When I was a kid I used to wish that music followed me wherever I went. I don’t mean like the people wearing earphones all day long, but more of a soundtrack of my life, like in the movies. The right song would always play to match what I was feeling and the activity that I was doing at that time.

Now take a moment to imagine this on a college campus. With the right music colleges could influence their students’ mood. This might sound a little creepy at first, but I’m not talking about some “Big Brother” situation where colleges would control your every move. Instead I’m talking about colleges using music to the advantage of their students. If they were able to put the right type of music in the right places, and at the right time, it could make a world of difference.

One study in France had two groups listen to a lecture.
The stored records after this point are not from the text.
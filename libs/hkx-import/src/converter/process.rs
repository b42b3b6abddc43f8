use super::{decode_output, ArgumentMode, Converter};
use crate::error::ImportError;
use crate::request::ConversionRequest;
use config::constants::CONVERTER_TIMEOUT_SECS;
use crossbeam_channel::{Receiver, RecvTimeoutError};
use hkx_geometry::GeometryRecord;
use std::ffi::OsString;
use std::io::{self, Read};
use std::path::{Path, PathBuf};
use std::process::{Child, Command, ExitStatus, Stdio};
use std::thread::{self, JoinHandle};
use std::time::{Duration, Instant};

const EXIT_POLL_INTERVAL: Duration = Duration::from_millis(10);
const STDERR_TAIL_LINES: usize = 5;

/// Converter backed by the external executable.
///
/// Each call spawns one process, reads its whole stdout and waits for it to
/// exit. On Unix the converter leads its own process group; a run that
/// outlives the timeout is killed together with everything it started.
///
/// # Examples
/// ```
/// use hkx_import::converter::{ArgumentMode, ProcessConverter};
/// use hkx_import::ConversionRequest;
///
/// let converter = ProcessConverter::new("/opt/hkx/BlenderConverter");
/// let args = converter.arguments(&ConversionRequest::new("/assets/rock.hksc"));
/// assert_eq!(args, ["/assets/rock.hksc", "250.0", "-5000.0", "0.0", "-4000.0"]);
///
/// let legacy = converter.with_mode(ArgumentMode::PathOnly);
/// assert_eq!(legacy.arguments(&ConversionRequest::new("/assets/rock.hksc")).len(), 1);
/// ```
#[derive(Debug, Clone)]
pub struct ProcessConverter {
    executable: PathBuf,
    timeout: Duration,
    mode: ArgumentMode,
}

impl ProcessConverter {
    pub fn new(executable: impl Into<PathBuf>) -> Self {
        Self {
            executable: executable.into(),
            timeout: Duration::from_secs(CONVERTER_TIMEOUT_SECS),
            mode: ArgumentMode::default(),
        }
    }

    pub fn with_timeout(mut self, timeout: Duration) -> Self {
        self.timeout = timeout;
        self
    }

    pub fn with_mode(mut self, mode: ArgumentMode) -> Self {
        self.mode = mode;
        self
    }

    pub fn executable(&self) -> &Path {
        &self.executable
    }

    pub fn timeout(&self) -> Duration {
        self.timeout
    }

    /// Positional arguments for one request. The source path is made
    /// absolute; numbers always carry a decimal point.
    pub fn arguments(&self, request: &ConversionRequest) -> Vec<OsString> {
        let source = std::path::absolute(&request.source_path)
            .unwrap_or_else(|_| request.source_path.clone());

        let mut args = vec![source.into_os_string()];
        if self.mode == ArgumentMode::WithPlacement {
            args.push(format_number(request.tiling_factor).into());
            args.extend(request.offset.iter().map(|&c| OsString::from(format_number(c))));
        }
        args
    }

    fn command(&self, request: &ConversionRequest) -> Command {
        let mut command = Command::new(&self.executable);
        command
            .args(self.arguments(request))
            .stdin(Stdio::null())
            .stdout(Stdio::piped())
            .stderr(Stdio::piped());
        #[cfg(unix)]
        {
            use std::os::unix::process::CommandExt;
            command.process_group(0);
        }
        command
    }

    /// Runs the converter and returns its stdout.
    ///
    /// Both pipe readers are joined before this returns, whatever the
    /// outcome.
    fn run(&self, request: &ConversionRequest) -> Result<Vec<u8>, ImportError> {
        let path = &request.source_path;
        let deadline = Instant::now() + self.timeout;

        log::debug!("launching {} for {}", self.executable.display(), path.display());
        let mut child = self
            .command(request)
            .spawn()
            .map_err(|source| ImportError::ConverterLaunch {
                path: path.clone(),
                converter: self.executable.clone(),
                source,
            })?;

        let readers = PipeReaders::start(&mut child);
        let waited = self.wait_for_output(&mut child, &readers, deadline, path);

        // A failed run, or a clean exit that left children holding stderr,
        // takes the whole process group down so the readers can finish.
        if waited.is_err() || !readers.is_drained() {
            terminate(&mut child);
        }
        let diagnostics = readers.finish();
        let (status, output) = waited?;

        if !status.success() {
            let mut message = format!("converter exited with {status}");
            if !diagnostics.is_empty() {
                message.push_str(": ");
                message.push_str(&diagnostics);
            }
            return Err(ImportError::output(path, message));
        }
        if !diagnostics.is_empty() {
            log::debug!("converter stderr for {}: {diagnostics}", path.display());
        }

        Ok(output)
    }

    /// Waits for stdout to close and the process to exit, both within
    /// `deadline`.
    fn wait_for_output(
        &self,
        child: &mut Child,
        readers: &PipeReaders,
        deadline: Instant,
        path: &Path,
    ) -> Result<(ExitStatus, Vec<u8>), ImportError> {
        let remaining = deadline.saturating_duration_since(Instant::now());
        let output = match readers.stdout.recv_timeout(remaining) {
            Ok(Ok(bytes)) => bytes,
            Ok(Err(err)) => {
                let message = format!("failed to read converter output: {err}");
                return Err(ImportError::output(path, message));
            }
            Err(RecvTimeoutError::Timeout) => return Err(self.timed_out(path)),
            Err(RecvTimeoutError::Disconnected) => {
                let message = "converter output reader stopped unexpectedly";
                return Err(ImportError::output(path, message));
            }
        };

        match wait_until(child, deadline) {
            Ok(Some(status)) => Ok((status, output)),
            Ok(None) => Err(self.timed_out(path)),
            Err(err) => {
                let message = format!("failed to wait for converter: {err}");
                Err(ImportError::output(path, message))
            }
        }
    }

    fn timed_out(&self, path: &Path) -> ImportError {
        ImportError::ConverterTimeout {
            path: path.to_path_buf(),
            timeout: self.timeout,
        }
    }
}

impl Converter for ProcessConverter {
    fn convert(&self, request: &ConversionRequest) -> Result<Vec<GeometryRecord>, ImportError> {
        let started = Instant::now();
        let stdout = self.run(request)?;
        let records = decode_output(&request.source_path, &stdout)?;
        log::info!(
            "converted {} into {} records in {:.2?}",
            request.source_path.display(),
            records.len(),
            started.elapsed()
        );
        Ok(records)
    }
}

/// Threads draining the converter's stdout and stderr, so a chatty stderr
/// cannot block the converter while stdout is being read.
struct PipeReaders {
    stdout: Receiver<io::Result<Vec<u8>>>,
    stdout_thread: JoinHandle<()>,
    stderr_thread: JoinHandle<io::Result<Vec<u8>>>,
}

impl PipeReaders {
    fn start(child: &mut Child) -> Self {
        let stdout = child.stdout.take();
        let stderr = child.stderr.take();

        let (stdout_tx, stdout_rx) = crossbeam_channel::bounded(1);
        let stdout_thread = thread::spawn(move || {
            let _ = stdout_tx.send(read_all(stdout));
        });
        let stderr_thread = thread::spawn(move || read_all(stderr));

        Self {
            stdout: stdout_rx,
            stdout_thread,
            stderr_thread,
        }
    }

    /// False while something still holds stderr open. Stdout has already
    /// been read to the end whenever this is asked.
    fn is_drained(&self) -> bool {
        self.stderr_thread.is_finished()
    }

    /// Joins both readers and returns the stderr tail. Blocks until every
    /// process holding the pipes is gone.
    fn finish(self) -> String {
        let _ = self.stdout_thread.join();
        self.stderr_thread
            .join()
            .ok()
            .and_then(Result::ok)
            .map(|bytes| stderr_tail(&bytes))
            .unwrap_or_default()
    }
}

/// Debug formatting keeps the decimal point (`250.0`, not `250`).
fn format_number(value: f64) -> String {
    format!("{value:?}")
}

fn read_all<R: Read>(pipe: Option<R>) -> io::Result<Vec<u8>> {
    let mut buf = Vec::new();
    if let Some(mut pipe) = pipe {
        pipe.read_to_end(&mut buf)?;
    }
    Ok(buf)
}

/// Polls for exit until `deadline`; `Ok(None)` means still running.
fn wait_until(child: &mut Child, deadline: Instant) -> io::Result<Option<ExitStatus>> {
    loop {
        if let Some(status) = child.try_wait()? {
            return Ok(Some(status));
        }
        if Instant::now() >= deadline {
            return Ok(None);
        }
        thread::sleep(EXIT_POLL_INTERVAL);
    }
}

/// Kills the converter and everything left in its process group, then reaps it.
fn terminate(child: &mut Child) {
    kill_process_group(child);
    if let Err(err) = child.kill() {
        log::debug!("converter already exited: {err}");
    }
    let _ = child.wait();
}

#[cfg(unix)]
fn kill_process_group(child: &Child) {
    // The converter was spawned with `process_group(0)`, so its pid is the group id.
    let Ok(group) = libc::pid_t::try_from(child.id()) else {
        return;
    };
    // SAFETY: killpg only sends a signal and touches no memory of ours.
    if unsafe { libc::killpg(group, libc::SIGKILL) } != 0 {
        log::debug!("converter process group {group}: {}", io::Error::last_os_error());
    }
}

#[cfg(not(unix))]
fn kill_process_group(_child: &Child) {}

/// Last few non-empty stderr lines, joined on one line.
fn stderr_tail(bytes: &[u8]) -> String {
    let text = String::from_utf8_lossy(bytes);
    let lines: Vec<&str> = text.lines().map(str::trim).filter(|l| !l.is_empty()).collect();
    let start = lines.len().saturating_sub(STDERR_TAIL_LINES);
    lines[start..].join(" | ")
}

#[cfg(test)]
mod tests {
    use super::*;

    #[test]
    fn numbers_keep_decimal_point() {
        assert_eq!(format_number(250.0), "250.0");
        assert_eq!(format_number(-5000.0), "-5000.0");
        assert_eq!(format_number(0.5), "0.5");
    }

    #[test]
    fn relative_source_is_made_absolute() {
        let converter = ProcessConverter::new("conv").with_mode(ArgumentMode::PathOnly);
        let args = converter.arguments(&ConversionRequest::new("rock.hksc"));
        assert!(Path::new(&args[0]).is_absolute());
        assert!(Path::new(&args[0]).ends_with("rock.hksc"));
    }

    #[test]
    fn stderr_tail_keeps_last_lines() {
        let text = b"one\n\ntwo\nthree\nfour\nfive\nsix\n";
        assert_eq!(stderr_tail(text), "two | three | four | five | six");
        assert_eq!(stderr_tail(b""), "");
    }

    #[test]
    fn missing_executable_is_launch_error() {
        let converter = ProcessConverter::new("/definitely/not/a/converter");
        let err = converter.convert(&ConversionRequest::new("rock.hksc")).unwrap_err();
        assert!(matches!(err, ImportError::ConverterLaunch { .. }));
    }
}
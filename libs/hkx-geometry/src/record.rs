//! # Geometry Records
//!
//! Typed form of one shape decoded by the converter. Field names follow the
//! converter's output document (`Name`, `Vertices`, `Edges`, `Primitives`),
//! so a record deserializes straight from it.

use crate::error::GeometryError;
use glam::DVec3;
use serde::{Deserialize, Serialize};

/// A vertex as written by the converter, in the asset's own axes.
///
/// # Example
///
/// ```rust
/// use hkx_geometry::Vertex;
///
/// let v: Vertex = serde_json::from_str(r#"{"X":1.0,"Y":2.0,"Z":3.0}"#).unwrap();
/// assert_eq!(v, Vertex::new(1.0, 2.0, 3.0));
/// ```
#[derive(Debug, Clone, Copy, PartialEq, Serialize, Deserialize)]
pub struct Vertex {
    #[serde(rename = "X")]
    pub x: f64,
    #[serde(rename = "Y")]
    pub y: f64,
    #[serde(rename = "Z")]
    pub z: f64,
}

impl Vertex {
    /// Creates a vertex from its components.
    pub const fn new(x: f64, y: f64, z: f64) -> Self {
        Self { x, y, z }
    }
}

impl From<Vertex> for DVec3 {
    fn from(v: Vertex) -> Self {
        DVec3::new(v.x, v.y, v.z)
    }
}

/// One decoded shape: its kind name plus vertex, edge and face lists.
///
/// Edges and primitives index into `vertices`. Records coming out of the
/// converter are checked with [`GeometryRecord::validate`] before anything
/// else sees them.
#[derive(Debug, Clone, PartialEq, Serialize, Deserialize)]
pub struct GeometryRecord {
    /// Shape kind, e.g. `hkpBoxShape`.
    #[serde(rename = "Name")]
    pub shape_name: String,
    /// Vertex positions in the asset's coordinate system.
    #[serde(rename = "Vertices")]
    pub vertices: Vec<Vertex>,
    /// Loose edges as vertex index pairs.
    #[serde(rename = "Edges")]
    pub edges: Vec<[u32; 2]>,
    /// Faces as ordered vertex index lists.
    #[serde(rename = "Primitives")]
    pub primitives: Vec<Vec<u32>>,
}

impl GeometryRecord {
    /// Creates a record. No validation happens here.
    pub fn new(
        shape_name: impl Into<String>,
        vertices: Vec<Vertex>,
        edges: Vec<[u32; 2]>,
        primitives: Vec<Vec<u32>>,
    ) -> Self {
        Self {
            shape_name: shape_name.into(),
            vertices,
            edges,
            primitives,
        }
    }

    /// Checks that every edge and primitive index names an existing vertex.
    ///
    /// # Example
    ///
    /// ```rust
    /// use hkx_geometry::{GeometryRecord, Vertex};
    ///
    /// let vertices = vec![Vertex::new(0.0, 0.0, 0.0)];
    /// let record = GeometryRecord::new("hkpTriangleShape", vertices, vec![[0, 1]], vec![]);
    /// assert!(record.validate().is_err());
    /// ```
    pub fn validate(&self) -> Result<(), GeometryError> {
        let count = self.vertices.len();

        for (i, edge) in self.edges.iter().enumerate() {
            if let Some(&bad) = edge.iter().find(|&&idx| idx as usize >= count) {
                let message = format!(
                    "edge {i} references vertex {bad} but the record has {count} vertices"
                );
                return Err(GeometryError::malformed(&self.shape_name, message));
            }
        }

        for (i, face) in self.primitives.iter().enumerate() {
            if let Some(&bad) = face.iter().find(|&&idx| idx as usize >= count) {
                let message = format!(
                    "primitive {i} references vertex {bad} but the record has {count} vertices"
                );
                return Err(GeometryError::malformed(&self.shape_name, message));
            }
        }

        Ok(())
    }

    /// Returns the vertex count.
    #[inline]
    pub fn vertex_count(&self) -> usize {
        self.vertices.len()
    }
}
One group had classical music in the background while the other did not. After the lecture both groups took the same multiple-choice quiz. The group with the classical background music scored higher than the group with no music. They drew some interesting findings from this. “The music put students in a heightened emotional state, making them more receptive to information.” As another study puts it, “Music engages the brain over a period of time and the process of listening to music could be a way that the brain sharpens its ability to anticipate events and sustain attention.” This has to do with the subconscious effects that music has on humans, even when they are not actually paying attention to the music. According to these studies, professors playing classical musical music in the background of their lectures could result in students being more likely to take in material. This could also translate to college libraries. Floor 1 is the quiet floor, floor 2 is the talking and eating floor, and floor 3 is the classical music floor.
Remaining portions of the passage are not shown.